Toddler “formulas” that are promoted as nutritious drinks for the older infant or preschooler are generally unnecessary and nutritionally incomplete, and the marketing practices that promote them are questionable, according to the American Academy of Pediatrics.
The AAP has published a new clinical report, “Older Infant-Young Child ‘Formulas,'” that reviews the growing array of drinks aimed at children ages 6–36 months and observes that they lack standardization or regulatory oversight. The clinical report, developed by the AAP Committee on Nutrition, will be released on Friday, Oct. 20, during the 2023 AAP Conference & Exhibition in Washington, D.C.
“Products that are advertised as ‘follow-up formulas,’ ‘weaning formulas,’ or ‘toddler milks and formulas,’ are misleadingly promoted as a necessary part of a healthy child’s diet, or for those directed at young infants, equivalent to infant formula,” said lead author George J. Fuchs, III, MD, FAAP, a member of the Committee on Nutrition, which produced the clinical report.
“These drinks should not replace a balanced diet and are inferior to standard infant formula in children less than 12 months of age and offer no benefit over much less expensive cow’s milk in most children older than age 12 months. Some children may have special nutritional needs, as well, and so as with any child, it is always best to check with your pediatrician,” Dr. Fuchs added.
The clinical report will be published in the November 2023 Pediatrics (published online Oct. 20).
The AAP supports continued breastfeeding along with appropriate complementary foods introduced at about 6 months, as long as mutually desired by mother and child for 2 years or beyond. If the infant is not breastfed, the AAP and others recommend whole cow milk as suitable for infants beginning at 12 months of age as part of a nutritionally complete, balanced diet.

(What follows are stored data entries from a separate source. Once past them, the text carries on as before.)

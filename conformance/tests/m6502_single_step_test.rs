use std::path::Path;

use phosphor_core::core::{BusMaster, BusMasterComponent};
use phosphor_core::cpu::m6502::M6502;
use phosphor_cpu_validation::{BusOp, M6502TestCase, TracingBus};

/// All 151 legal NMOS 6502 opcodes.
const LEGAL_OPCODES: &[u8] = &[
    // BRK
    0x00, // ORA
    0x01, 0x05, 0x09, 0x0D, 0x11, 0x15, 0x19, 0x1D, // ASL
    0x06, 0x0A, 0x0E, 0x16, 0x1E, // PHP
    0x08, // BPL
    0x10, // CLC
    0x18, // JSR
    0x20, // AND
    0x21, 0x25, 0x29, 0x2D, 0x31, 0x35, 0x39, 0x3D, // BIT
    0x24, 0x2C, // ROL
    0x26, 0x2A, 0x2E, 0x36, 0x3E, // PLP
    0x28, // BMI
    0x30, // SEC
    0x38, // RTI
    0x40, // EOR
    0x41, 0x45, 0x49, 0x4D, 0x51, 0x55, 0x59, 0x5D, // LSR
    0x46, 0x4A, 0x4E, 0x56, 0x5E, // PHA
    0x48, // JMP
    0x4C, 0x6C, // BVC
    0x50, // CLI
    0x58, // RTS
    0x60, // ADC
    0x61, 0x65, 0x69, 0x6D, 0x71, 0x75, 0x79, 0x7D, // ROR
    0x66, 0x6A, 0x6E, 0x76, 0x7E, // PLA
    0x68, // BVS
    0x70, // SEI
    0x78, // STA
    0x81, 0x85, 0x8D, 0x91, 0x95, 0x99, 0x9D, // STX
    0x86, 0x8E, 0x96, // STY
    0x84, 0x8C, 0x94, // DEY
    0x88, // TXA
    0x8A, // BCC
    0x90, // TYA
    0x98, // TXS
    0x9A, // LDA
    0xA1, 0xA5, 0xA9, 0xAD, 0xB1, 0xB5, 0xB9, 0xBD, // LDX
    0xA2, 0xA6, 0xAE, 0xB6, 0xBE, // LDY
    0xA0, 0xA4, 0xAC, 0xB4, 0xBC, // TAY
    0xA8, // TAX
    0xAA, // BCS
    0xB0, // CLV
    0xB8, // TSX
    0xBA, // CMP
    0xC1, 0xC5, 0xC9, 0xCD, 0xD1, 0xD5, 0xD9, 0xDD, // CPY
    0xC0, 0xC4, 0xCC, // DEC
    0xC6, 0xCE, 0xD6, 0xDE, // INY
    0xC8, // DEX
    0xCA, // BNE
    0xD0, // CLD
    0xD8, // CPX
    0xE0, 0xE4, 0xEC, // SBC
    0xE1, 0xE5, 0xE9, 0xED, 0xF1, 0xF5, 0xF9, 0xFD, // INC
    0xE6, 0xEE, 0xF6, 0xFE, // INX
    0xE8, // NOP
    0xEA, // BEQ
    0xF0, // SED
    0xF8,
];

fn run_test_case(tc: &M6502TestCase) {
    let mut cpu = M6502::new();
    let mut bus = TracingBus::new();

    // Load initial state
    cpu.pc = tc.initial.pc;
    cpu.sp = tc.initial.s;
    cpu.a = tc.initial.a;
    cpu.x = tc.initial.x;
    cpu.y = tc.initial.y;
    cpu.p = tc.initial.p;
    for &(addr, val) in &tc.initial.ram {
        bus.memory[addr as usize] = val;
    }

    // Execute one instruction, counting total ticks
    let mut total_ticks = 0;
    loop {
        total_ticks += 1;
        if cpu.tick_with_bus(&mut bus, BusMaster::Cpu(0)) {
            break;
        }
        if total_ticks > 100 {
            panic!("{}: instruction did not complete in 100 cycles", tc.name);
        }
    }

    // Assert registers
    assert_eq!(cpu.pc, tc.final_state.pc, "{}: PC", tc.name);
    assert_eq!(cpu.a, tc.final_state.a, "{}: A", tc.name);
    assert_eq!(cpu.x, tc.final_state.x, "{}: X", tc.name);
    assert_eq!(cpu.y, tc.final_state.y, "{}: Y", tc.name);
    assert_eq!(cpu.sp, tc.final_state.s, "{}: SP", tc.name);
    assert_eq!(cpu.p, tc.final_state.p, "{}: P", tc.name);

    // Assert memory
    for &(addr, expected) in &tc.final_state.ram {
        assert_eq!(
            bus.memory[addr as usize], expected,
            "{}: RAM[0x{:04X}]",
            tc.name, addr
        );
    }

    // Assert total cycle count
    assert_eq!(
        total_ticks,
        tc.cycles.len(),
        "{}: total cycle count (got {} expected {})",
        tc.name,
        total_ticks,
        tc.cycles.len()
    );

    // Assert bus cycle details (skip internal cycles)
    let expected_bus: Vec<_> = tc
        .cycles
        .iter()
        .enumerate()
        .filter(|(_, (_, _, op))| op != "internal")
        .collect();

    assert_eq!(
        bus.cycles.len(),
        expected_bus.len(),
        "{}: bus cycle count (got {} expected {})",
        tc.name,
        bus.cycles.len(),
        expected_bus.len()
    );

    for (bus_idx, (exp_idx, (exp_addr, exp_data, exp_op))) in expected_bus.iter().enumerate() {
        let actual = &bus.cycles[bus_idx];
        assert_eq!(
            actual.addr, *exp_addr,
            "{}: cycle {} (bus {}) addr",
            tc.name, exp_idx, bus_idx
        );
        assert_eq!(
            actual.data, *exp_data,
            "{}: cycle {} (bus {}) data",
            tc.name, exp_idx, bus_idx
        );
        let actual_op = match actual.op {
            BusOp::Read => "read",
            BusOp::Write => "write",
            BusOp::Internal => "internal",
        };
        assert_eq!(
            actual_op,
            exp_op.as_str(),
            "{}: cycle {} (bus {}) op",
            tc.name,
            exp_idx,
            bus_idx
        );
    }
}

#[test]
fn test_all_legal_opcodes() {
    let test_dir = Path::new("test_data/65x02/6502/v1");
    if !test_dir.exists() {
        panic!(
            "No SingleStepTests data. Run: git submodule update --init cpu-validation/test_data/65x02"
        );
    }

    let mut total_tests = 0;
    let mut total_files = 0;

    for &opcode in LEGAL_OPCODES {
        let filename = format!("{:02x}.json", opcode);
        let json_path = test_dir.join(&filename);

        assert!(
            json_path.exists(),
            "Missing test file for opcode 0x{:02X}: {:?}",
            opcode,
            json_path
        );

        let json = std::fs::read_to_string(&json_path)
            .unwrap_or_else(|e| panic!("Failed to read {:?}: {}", json_path, e));
        let tests: Vec<M6502TestCase> = serde_json::from_str(&json)
            .unwrap_or_else(|e| panic!("Failed to parse {:?}: {}", json_path, e));

        assert!(!tests.is_empty(), "Test file {} is empty", filename);

        for tc in &tests {
            run_test_case(tc);
        }

        total_tests += tests.len();
        total_files += 1;
    }

    eprintln!(
        "Validated {} tests across {} opcode files",
        total_tests, total_files
    );
}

Although medical or therapeutic formulas are indicated for a variety of conditions, such as chronic gastrointestinal diseases, metabolic disorders, food allergy, and others, such prescribed formulas are different from older infant-young child “formulas.”
“It’s understandable that families and caregivers may be confused by the different names, compositions, and purported benefits of these so-called ‘formulas,'” said Steven A. Abrams, MD, FAAP, co-author of the report. “Some of the toddler drinks are high in sugar. And to top it off, they are typically more expensive than cow’s milk.”

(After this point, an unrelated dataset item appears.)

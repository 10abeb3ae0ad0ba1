//! D64 disk-image filesystem layer.

pub mod d64;

pub use d64::{CheckReport, D64, DirEntry, FileType};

As of now, the U.S. has no regulatory oversight to ensure that formulas for this age group adhere to any set of uniform standards.
The AAP recommends:
- For infants younger than 12 months, the liquid portion of the diet should be provided by human milk or standard infant formula, which in the U.S. have been reviewed by the U.S. Food and Drug Administration based on the Infant Formula Act.

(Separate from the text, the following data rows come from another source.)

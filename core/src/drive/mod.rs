//! VC1541 floppy drive: its own 6502, two 6522 VIAs, GCR head
//! model over an inserted D64 image.
//!
//! VIA1 ($1800) bridges the IEC bus: port B bit 0 = DATA IN, bit 1 = DATA
//! OUT, bit 2 = CLK IN, bit 3 = CLK OUT, bit 4 = ATN ACK (pulls DATA low
//! in response to ATN), bit 7 = ATN IN (active-low). CA1 is wired
//! directly to the ATN line for edge detection.
//!
//! VIA2 ($1C00) is the disk controller: port A is the GCR data byte under
//! the read/write head; port B bit 0-1 select stepper phase, bit 2 is
//! motor-on, bit 3 the LED, bit 4 write-protect sense, bit 7 SYNC detect
//! (active-low). CB1 pulses on every byte boundary (byte-ready IRQ); CB2
//! selects read (1) vs write (0) mode.

mod bus;
pub mod via6522;

pub mod gcr;

use crate::core::{Bus, BusMaster, component::BusMasterComponent};
use crate::cpu::M6510;
use crate::fs::d64::D64;
use crate::iec::IecBus;

pub use bus::Drive1541Bus;

pub struct Drive1541 {
    cpu: M6510,
    bus: Drive1541Bus,
    d64: Option<D64>,
    current_track: u8,
    half_track: u8,
    motor_on: bool,
    led_on: bool,
    gcr_track: Vec<u8>,
    gcr_position: usize,
    byte_counter: u32,
    prev_stepper_phase: u8,
    prev_atn: bool,
    prev_byte_ready: bool,
    write_mode: bool,
    write_buffer: Vec<u8>,
    /// Index of this drive's contributor slot on the shared `IecBus`.
    bus_index: usize,
}

impl Drive1541 {
    /// `rom` must be the 16 KiB (or 32 KiB, for the 1541-II's dual image)
    /// 1541 ROM.
    pub fn new(rom: Vec<u8>, bus_index: usize) -> Self {
        let drive_bus = Drive1541Bus::new(rom);
        let mut cpu = M6510::new();
        let lo = drive_bus.read_rom_byte(0x3FFC);
        let hi = drive_bus.read_rom_byte(0x3FFD);
        cpu.pc = u16::from(lo) | (u16::from(hi) << 8);

        Self {
            cpu,
            bus: drive_bus,
            d64: None,
            current_track: 18,
            half_track: 34,
            motor_on: false,
            led_on: false,
            gcr_track: Vec::new(),
            gcr_position: 0,
            byte_counter: 0,
            prev_stepper_phase: 0,
            prev_atn: true,
            prev_byte_ready: false,
            write_mode: false,
            write_buffer: Vec::new(),
            bus_index,
        }
    }

    pub fn reset(&mut self) {
        self.bus.reset();
        self.cpu = M6510::new();
        let lo = self.bus.read_rom_byte(0x3FFC);
        let hi = self.bus.read_rom_byte(0x3FFD);
        self.cpu.pc = u16::from(lo) | (u16::from(hi) << 8);
    }

    pub fn insert_disk(&mut self, d64: D64) {
        self.d64 = Some(d64);
        self.encode_current_track();
    }

    pub fn eject_disk(&mut self) {
        self.d64 = None;
        self.gcr_track.clear();
        self.gcr_position = 0;
    }

    pub fn has_disk(&self) -> bool {
        self.d64.is_some()
    }

    pub fn track(&self) -> u8 {
        self.current_track
    }

    pub fn motor_on(&self) -> bool {
        self.motor_on
    }

    pub fn led_on(&self) -> bool {
        self.led_on
    }

    /// Advance the drive by one cycle. Must be called once per C64 master
    /// cycle (both CPUs run at roughly 1 MHz) to preserve IEC timing.
    pub fn tick(&mut self, iec: &mut IecBus) {
        self.update_via1_from_iec(iec);

        let atn_level = !iec.atn();
        if atn_level != self.prev_atn {
            self.bus.via1.set_ca1(atn_level);
            self.prev_atn = atn_level;
        }

        self.cpu.tick_with_bus(&mut self.bus, BusMaster::Cpu(0));
        self.bus.via1.tick();
        self.bus.via2.tick();

        self.update_iec_from_via1(iec);
        self.update_mechanics();
        self.advance_disk();
    }

    fn update_via1_from_iec(&mut self, iec: &IecBus) {
        let mut ext = self.bus.via1_external_b();
        ext = (ext & !0x01) | if !iec.data() { 0x01 } else { 0x00 };
        ext = (ext & !0x04) | if !iec.clk() { 0x04 } else { 0x00 };
        ext = (ext & !0x80) | if iec.atn() { 0x80 } else { 0x00 };
        self.bus.via1.set_port_b_input(ext);
    }

    fn update_iec_from_via1(&mut self, iec: &mut IecBus) {
        let pb = self.bus.via1.port_b_output();
        let atn_ack = pb & 0x10 != 0;
        iec.set_drive_data(self.bus_index, (pb & 0x02 != 0) || atn_ack);
        iec.set_drive_clk(self.bus_index, pb & 0x08 != 0);
    }

    fn update_mechanics(&mut self) {
        let pb = self.bus.via2.port_b_output();
        self.motor_on = pb & 0x04 != 0;
        self.led_on = pb & 0x08 != 0;

        let phase = pb & 0x03;
        if phase != self.prev_stepper_phase {
            self.step_head(phase);
            self.prev_stepper_phase = phase;
        }

        let wp = if self.d64.is_some() { 0x10 } else { 0x00 };
        let ext = (self.bus.via2_external_b() & !0x10) | wp;
        self.bus.via2.set_port_b_input(ext);

        let crb = self.bus.via2.read(0x0C); // PCR
        let cb2_low = (crb & 0xE0) == 0xC0;
        let was_writing = self.write_mode;
        self.write_mode = cb2_low;
        if was_writing && !self.write_mode {
            self.flush_write_buffer();
        }
    }

    fn advance_disk(&mut self) {
        if !self.motor_on || self.gcr_track.is_empty() {
            return;
        }

        self.byte_counter += 1;
        let cpb = gcr::cycles_per_byte(self.current_track);

        if self.byte_counter < cpb {
            if self.prev_byte_ready {
                self.bus.via2.set_cb1(false);
                self.prev_byte_ready = false;
            }
            return;
        }
        self.byte_counter = 0;

        if self.write_mode {
            let byte = self.bus.via2.port_a_output();
            if self.gcr_position < self.gcr_track.len() {
                self.gcr_track[self.gcr_position] = byte;
            }
            self.write_buffer.push(byte);
        } else {
            let byte = self.gcr_track[self.gcr_position];
            self.bus.via2.set_port_a_input(byte);
            let in_sync = byte == 0xFF;
            let ext = (self.bus.via2_external_b() & !0x80) | if in_sync { 0x00 } else { 0x80 };
            self.bus.via2.set_port_b_input(ext);
        }

        self.gcr_position += 1;
        if self.gcr_position >= self.gcr_track.len() {
            self.gcr_position = 0;
        }

        if !self.prev_byte_ready {
            self.bus.via2.set_cb1(true);
        }
        self.prev_byte_ready = true;
    }

    fn flush_write_buffer(&mut self) {
        if self.write_buffer.is_empty() || self.d64.is_none() {
            self.write_buffer.clear();
            return;
        }

        let sector_num = self.find_sector_at_track_position();
        let mut writes: Vec<(u8, Vec<u8>)> = Vec::new();
        let buf = &self.write_buffer;
        let mut i = 0;
        while i + 5 + 325 <= buf.len() {
            if buf[i..i + 5].iter().all(|&b| b == 0xFF) {
                let gcr_start = i + 5;
                if gcr_start + 325 <= buf.len() {
                    if let Some(data) = gcr::decode_data_block(&buf[gcr_start..gcr_start + 325]) {
                        if let Some(sector) = sector_num {
                            writes.push((sector, data));
                        }
                    }
                }
                i = gcr_start + 325;
            } else {
                i += 1;
            }
        }
        self.write_buffer.clear();

        let track = self.current_track;
        if let Some(d64) = self.d64.as_mut() {
            for (sector, data) in &writes {
                let _ = d64.write_sector(track, *sector, data);
            }
        }
        self.encode_current_track();
    }

    fn find_sector_at_track_position(&self) -> Option<u8> {
        if self.gcr_track.is_empty() {
            return None;
        }
        let len = self.gcr_track.len();
        let start = if self.gcr_position == 0 { len - 1 } else { self.gcr_position - 1 };

        for offset in 0..len {
            let pos = (start + len - offset) % len;
            let mut sync_count = 0;
            for j in 0..5 {
                if self.gcr_track[(pos + len - j) % len] == 0xFF {
                    sync_count += 1;
                } else {
                    break;
                }
            }
            if sync_count >= 5 {
                let hdr_start = (pos + 1) % len;
                if hdr_start + 5 <= len {
                    let mut group = [0u8; 5];
                    group.copy_from_slice(&self.gcr_track[hdr_start..hdr_start + 5]);
                    if let Some(decoded) = gcr::decode_gcr_group(&group) {
                        if decoded[0] == 0x08 {
                            return Some(decoded[2]);
                        }
                    }
                }
            }
        }
        None
    }

    /// 4-phase stepper: incrementing phases step inward (higher track),
    /// decrementing phases step outward.
    fn step_head(&mut self, new_phase: u8) {
        let delta = (new_phase as i8 - self.prev_stepper_phase as i8 + 4) % 4;
        match delta {
            1 => {
                if self.half_track < 69 {
                    self.half_track += 1;
                }
            }
            3 => {
                if self.half_track > 0 {
                    self.half_track -= 1;
                }
            }
            _ => {}
        }

        let new_track = (self.half_track / 2) + 1;
        if new_track != self.current_track {
            self.current_track = new_track;
            self.encode_current_track();
        }
    }

    /// Half-tracks carry no valid sync data on real media; fill with
    /// zeros so the drive ROM's sync-search never finds a header there.
    fn encode_current_track(&mut self) {
        let on_half_track = self.half_track & 1 != 0;
        if on_half_track || !(1..=35).contains(&self.current_track) {
            self.gcr_track = vec![0x00; 7692];
            self.gcr_position = 0;
            return;
        }

        if let Some(d64) = self.d64.as_ref() {
            self.gcr_track = gcr::encode_track(d64, self.current_track);
            if self.gcr_position >= self.gcr_track.len() {
                self.gcr_position = 0;
            }
        } else {
            self.gcr_track.clear();
            self.gcr_position = 0;
        }
    }
}

impl crate::serialize::Snapshot for Drive1541 {
    /// Everything `Drive1541::reset()` leaves untouched: the firmware
    /// image, the inserted disk, the mechanical head position, and the
    /// in-flight GCR track buffer.
    fn write_persistent(&self, w: &mut crate::serialize::Writer) {
        use crate::serialize::Snapshot;
        w.u32(self.bus_index as u32);
        self.bus.write_persistent(w);
        w.bool(self.d64.is_some());
        if let Some(d64) = &self.d64 {
            w.bytes(&d64.export_volume());
        }
        w.u8(self.current_track);
        w.u8(self.half_track);
        w.bool(self.motor_on);
        w.bool(self.led_on);
        w.bytes(&self.gcr_track);
        w.u32(self.gcr_position as u32);
        w.u32(self.byte_counter);
        w.u8(self.prev_stepper_phase);
        w.bool(self.prev_atn);
        w.bool(self.prev_byte_ready);
        w.bool(self.write_mode);
        w.bytes(&self.write_buffer);
    }

    fn write_reset(&self, w: &mut crate::serialize::Writer) {
        use crate::serialize::Snapshot;
        self.cpu.write_reset(w);
        self.bus.write_reset(w);
    }

    fn read_persistent(&mut self, r: &mut crate::serialize::Reader) -> crate::error::Result<()> {
        use crate::serialize::Snapshot;
        self.bus_index = r.u32()? as usize;
        self.bus.read_persistent(r)?;
        self.d64 = if r.bool()? { Some(D64::import_volume(&r.bytes()?)?) } else { None };
        self.current_track = r.u8()?;
        self.half_track = r.u8()?;
        self.motor_on = r.bool()?;
        self.led_on = r.bool()?;
        self.gcr_track = r.bytes()?;
        self.gcr_position = r.u32()? as usize;
        self.byte_counter = r.u32()?;
        self.prev_stepper_phase = r.u8()?;
        self.prev_atn = r.bool()?;
        self.prev_byte_ready = r.bool()?;
        self.write_mode = r.bool()?;
        self.write_buffer = r.bytes()?;
        Ok(())
    }

    fn read_reset(&mut self, r: &mut crate::serialize::Reader) -> crate::error::Result<()> {
        use crate::serialize::Snapshot;
        self.cpu.read_reset(r)?;
        self.bus.read_reset(r)?;
        Ok(())
    }
}

#[cfg(test)]
mod tests {
    use super::*;

    fn make_drive() -> Drive1541 {
        let mut rom = vec![0xEAu8; 16384]; // NOP sled
        rom[0x3FFC] = 0x00;
        rom[0x3FFD] = 0xC0;
        Drive1541::new(rom, 0)
    }

    #[test]
    fn drive_starts_on_track_18() {
        let drive = make_drive();
        assert_eq!(drive.track(), 18);
        assert!(!drive.motor_on());
        assert!(!drive.has_disk());
        assert_eq!(drive.cpu.pc, 0xC000);
    }

    #[test]
    fn insert_and_eject_disk() {
        let mut drive = make_drive();
        let d64 = D64::from_bytes(&vec![0u8; 174_848]).expect("valid");
        drive.insert_disk(d64);
        assert!(drive.has_disk());
        assert!(!drive.gcr_track.is_empty());
        drive.eject_disk();
        assert!(!drive.has_disk());
        assert!(drive.gcr_track.is_empty());
    }

    #[test]
    fn motor_and_led_bits_decode_from_via2() {
        let mut drive = make_drive();
        drive.bus.via2.write(0x02, 0x0C);
        drive.bus.via2.write(0x00, 0x04);
        drive.update_mechanics();
        assert!(drive.motor_on());
        assert!(!drive.led_on());

        drive.bus.via2.write(0x00, 0x08);
        drive.update_mechanics();
        assert!(!drive.motor_on());
        assert!(drive.led_on());
    }

    #[test]
    fn ticking_drives_iec_bus_without_panicking() {
        let mut drive = make_drive();
        let mut iec = IecBus::new();
        for _ in 0..100 {
            drive.tick(&mut iec);
        }
    }
}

- For toddlers (children 12 months and older), caregivers should provide a varied diet with fortified foods to optimize nutritional intake. Older infant-young child “formulas” can safely be used as part of a varied diet for children but do not provide a nutritional advantage in most children over a well-balanced diet that includes human milk or cow milk.
- Marketing of these drinks should make a clear and unambiguous distinction from standard infant formula in promotional materials, logos, product names, and packaging. They should not be placed alongside infant formula on store shelves.
- Pediatricians should complete a focused nutritional assessment of children and offer adjustment of solid food intake or vitamin supplementation as needed.
“We are all familiar with picky eaters. And there may be reasons why some families avoid cow’s milk and dairy products,” Dr. Fuchs said. “That’s why it’s important to ask your pediatrician to evaluate if children are getting all the nutrients they need. Together, you can discuss a plan to address any potential deficiencies.”